Walt Padgett was born in North Carolina, grew up in Atlanta, Georgia, studied architecture at Clemson University, S. C., then pursued fine arts studies at Florida State University, earning Bachelors, and Masters, of Fine Arts degrees in the field of sculpture. He taught art for a junior high school in Florida, and then taught on the faculty of Florida A & M University, before moving to the West coast. In 1971 he was hired into the opening faculty of a new institution in Southern Oregon, Rogue Community College, for which he was the Art Department Chairman for twelve years, and taught fine art for over thirty years, assisting in the development of the Art Department as it grew in both Josephine and Jackson Counties. Now retired from full-time employment, he continues to enjoy teaching workshops for community colleges, universities, and art centers.

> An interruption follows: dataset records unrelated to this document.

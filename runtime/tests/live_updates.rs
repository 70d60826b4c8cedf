//! Push notifications spliced into paginated lists.

#![allow(clippy::unwrap_used)] // Tests can unwrap

use explorer_state_core::{Endpoint, KeySelector, Page, PageInfo};
use explorer_state_runtime::{Pagination, PaginationConfig, SubscriptionAdapter};
use explorer_state_testing::{GatedSource, InMemoryListener, init_tracing, wait_until};
use std::sync::Arc;
use std::sync::atomic::{AtomicUsize, Ordering};

#[derive(Debug, Clone, PartialEq, Eq)]
struct Block {
    height: u64,
    hash: String,
}

fn block(height: u64) -> Block {
    Block {
        height,
        hash: format!("{height:064X}"),
    }
}

fn heights(blocks: &[Block]) -> Vec<u64> {
    blocks.iter().map(|block| block.height).collect()
}

fn endpoint() -> Endpoint {
    Endpoint::from_node_url(&"http://localhost:3000".parse().unwrap()).unwrap()
}

fn timeline(source: &GatedSource<u32, Page<Block>>) -> Pagination<Block, u64> {
    Pagination::new(
        "timeline",
        source.page_fetcher(|page: PageInfo, (): (), (): ()| page.page_number),
        KeySelector::new("height", |block: &Block| block.height),
        PaginationConfig::new(3),
    )
}

/// Forward every pushed block to `timeline`, counting handled notifications.
fn forward_to(
    timeline: &Pagination<Block, u64>,
    handled: &Arc<AtomicUsize>,
) -> impl Fn(Block) -> futures::future::BoxFuture<'static, ()> + Send + Sync + 'static {
    let timeline = timeline.clone();
    let handled = Arc::clone(handled);
    move |block| {
        let timeline = timeline.clone();
        let handled = Arc::clone(&handled);
        Box::pin(async move {
            timeline.add_latest_item(block).await;
            handled.fetch_add(1, Ordering::SeqCst);
        })
    }
}

#[tokio::test]
async fn pushed_block_during_initial_fetch_stays_first() {
    init_tracing();
    let source = GatedSource::new(|_page: &u32| {
        Ok(Page::new(vec![block(99), block(98), block(97)], 1, 3))
    });
    let timeline = timeline(&source);
    let listener = InMemoryListener::new();
    let adapter = SubscriptionAdapter::new("block", listener.clone());
    let handled = Arc::new(AtomicUsize::new(0));

    adapter
        .subscribe(&endpoint(), forward_to(&timeline, &handled))
        .await
        .unwrap();

    let fetch = tokio::spawn({
        let timeline = timeline.clone();
        async move { timeline.initial_fetch(()).await }
    });
    source.wait_for_calls(1).await;

    listener.push(block(100));
    wait_until(|| handled.load(Ordering::SeqCst) == 1).await;

    source.release(0);
    fetch.await.unwrap();

    assert_eq!(heights(&timeline.items().await), vec![100, 99, 98, 97]);
    adapter.unsubscribe().await;
}

#[tokio::test]
async fn pushed_block_also_in_page_is_not_duplicated() {
    init_tracing();
    let source = GatedSource::new(|_page: &u32| {
        Ok(Page::new(vec![block(100), block(99), block(98)], 1, 3))
    });
    let timeline = timeline(&source);
    let listener = InMemoryListener::new();
    let adapter = SubscriptionAdapter::new("block", listener.clone());
    let handled = Arc::new(AtomicUsize::new(0));

    adapter
        .subscribe(&endpoint(), forward_to(&timeline, &handled))
        .await
        .unwrap();

    let fetch = tokio::spawn({
        let timeline = timeline.clone();
        async move { timeline.initial_fetch(()).await }
    });
    source.wait_for_calls(1).await;

    listener.push(block(100));
    wait_until(|| handled.load(Ordering::SeqCst) == 1).await;
    source.release(0);
    fetch.await.unwrap();

    assert_eq!(heights(&timeline.items().await), vec![100, 99, 98]);
}

#[tokio::test]
async fn pushed_block_after_page_moves_to_front() {
    init_tracing();
    let source = GatedSource::ready(|_page: &u32| {
        Ok(Page::new(vec![block(100), block(99), block(98)], 1, 3))
    });
    let timeline = timeline(&source);
    let listener = InMemoryListener::new();
    let adapter = SubscriptionAdapter::new("block", listener.clone());
    let handled = Arc::new(AtomicUsize::new(0));

    timeline.initial_fetch(()).await;
    adapter
        .subscribe(&endpoint(), forward_to(&timeline, &handled))
        .await
        .unwrap();

    listener.push(block(101));
    listener.push(block(100));
    wait_until(|| handled.load(Ordering::SeqCst) == 2).await;

    assert_eq!(heights(&timeline.items().await), vec![100, 101, 99, 98]);
}

#[tokio::test]
async fn notifications_after_unsubscribe_are_not_applied() {
    init_tracing();
    let source = GatedSource::ready(|_page: &u32| Ok(Page::new(vec![block(5)], 1, 3)));
    let timeline = timeline(&source);
    let listener = InMemoryListener::new();
    let adapter = SubscriptionAdapter::new("block", listener.clone());
    let handled = Arc::new(AtomicUsize::new(0));

    timeline.initial_fetch(()).await;
    adapter
        .subscribe(&endpoint(), forward_to(&timeline, &handled))
        .await
        .unwrap();
    adapter.unsubscribe().await;

    assert!(!listener.push(block(6)));
    assert_eq!(heights(&timeline.items().await), vec![5]);
    assert_eq!(listener.close_count(), 1);
    assert_eq!(listener.endpoints(), vec![endpoint()]);
}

Throughout his teaching career, proficient in teaching a wide range of art disciplines, he has continued to produce and exhibit his own work in sculpture, painting, and increasingly, work in the field of printmaking. In 1983/’84 he made a bold move by taking a sabbatical-based leave of absence, to pursue studies in Japanese woodblock printmaking, including training, and travel in Japan. During this time, the decision to make an adventurous two-month bicycle trip across Japan, documenting the historic Tokaido (highway), and the associated woodblock prints of Hiroshige and Sekino, the famous “53 Stations of the Tokaido”, became a pivotal point in his artistic career. To this day, Mr. Padgett continues to produce prints inspired by this travel, augmented by further research and travel in Japan.
In 2004, Padgett was selected to teach Oregon community college students for a term in London, England, through the International Studies Consortium of Oregon Community Colleges. Through extended travel, he painted watercolors in Scotland, France, and Italy. Over the next ten years, he made additional painting trips to Hawaii, Italy, and visited Japan twice, investigating imagery along the second most famous ancient highway, the Kisokaido, and of various important historic sites, Nikko, Obuse, Omachi, walking for the first time on the lesser known ancient path, the “Salt Road”. As can be seen in many examples, in each of his chosen media, the adventures of travel have energized his work.
During his impressive career, Mr. Padgett has received many awards for his artwork, works in painting, sculpture and printmaking. Although not known as a photographer, he has consistently relied on the camera to record his experiences, to explore imagery and composition, such that, not surprisingly, he is now also exhibiting selections from this vast collection. He is truly a Pacific Rim artist, prolific in many media, inspired by the landscapes and cultures of both sides of the Pacific Ocean, and in a broader sense his work distils influences from cultures of the West and the East.
In September of 2008, he was awarded the Takanabe Town Mayor’s Prize for a woodblock print exhibited at the Takanabe Museum (Kyushu, Japan); the piece was part of a traveling exhibition of prints from the prestigious Kyoto International Woodprint Association’s permanent collection of prints from around the world. Museums, universities and colleges, institutions, corporations, and private collectors, have acquired Mr. Padgett’s work. As an artist, he is becoming widely recognized for his quality of vision, and versatility in both style and skill.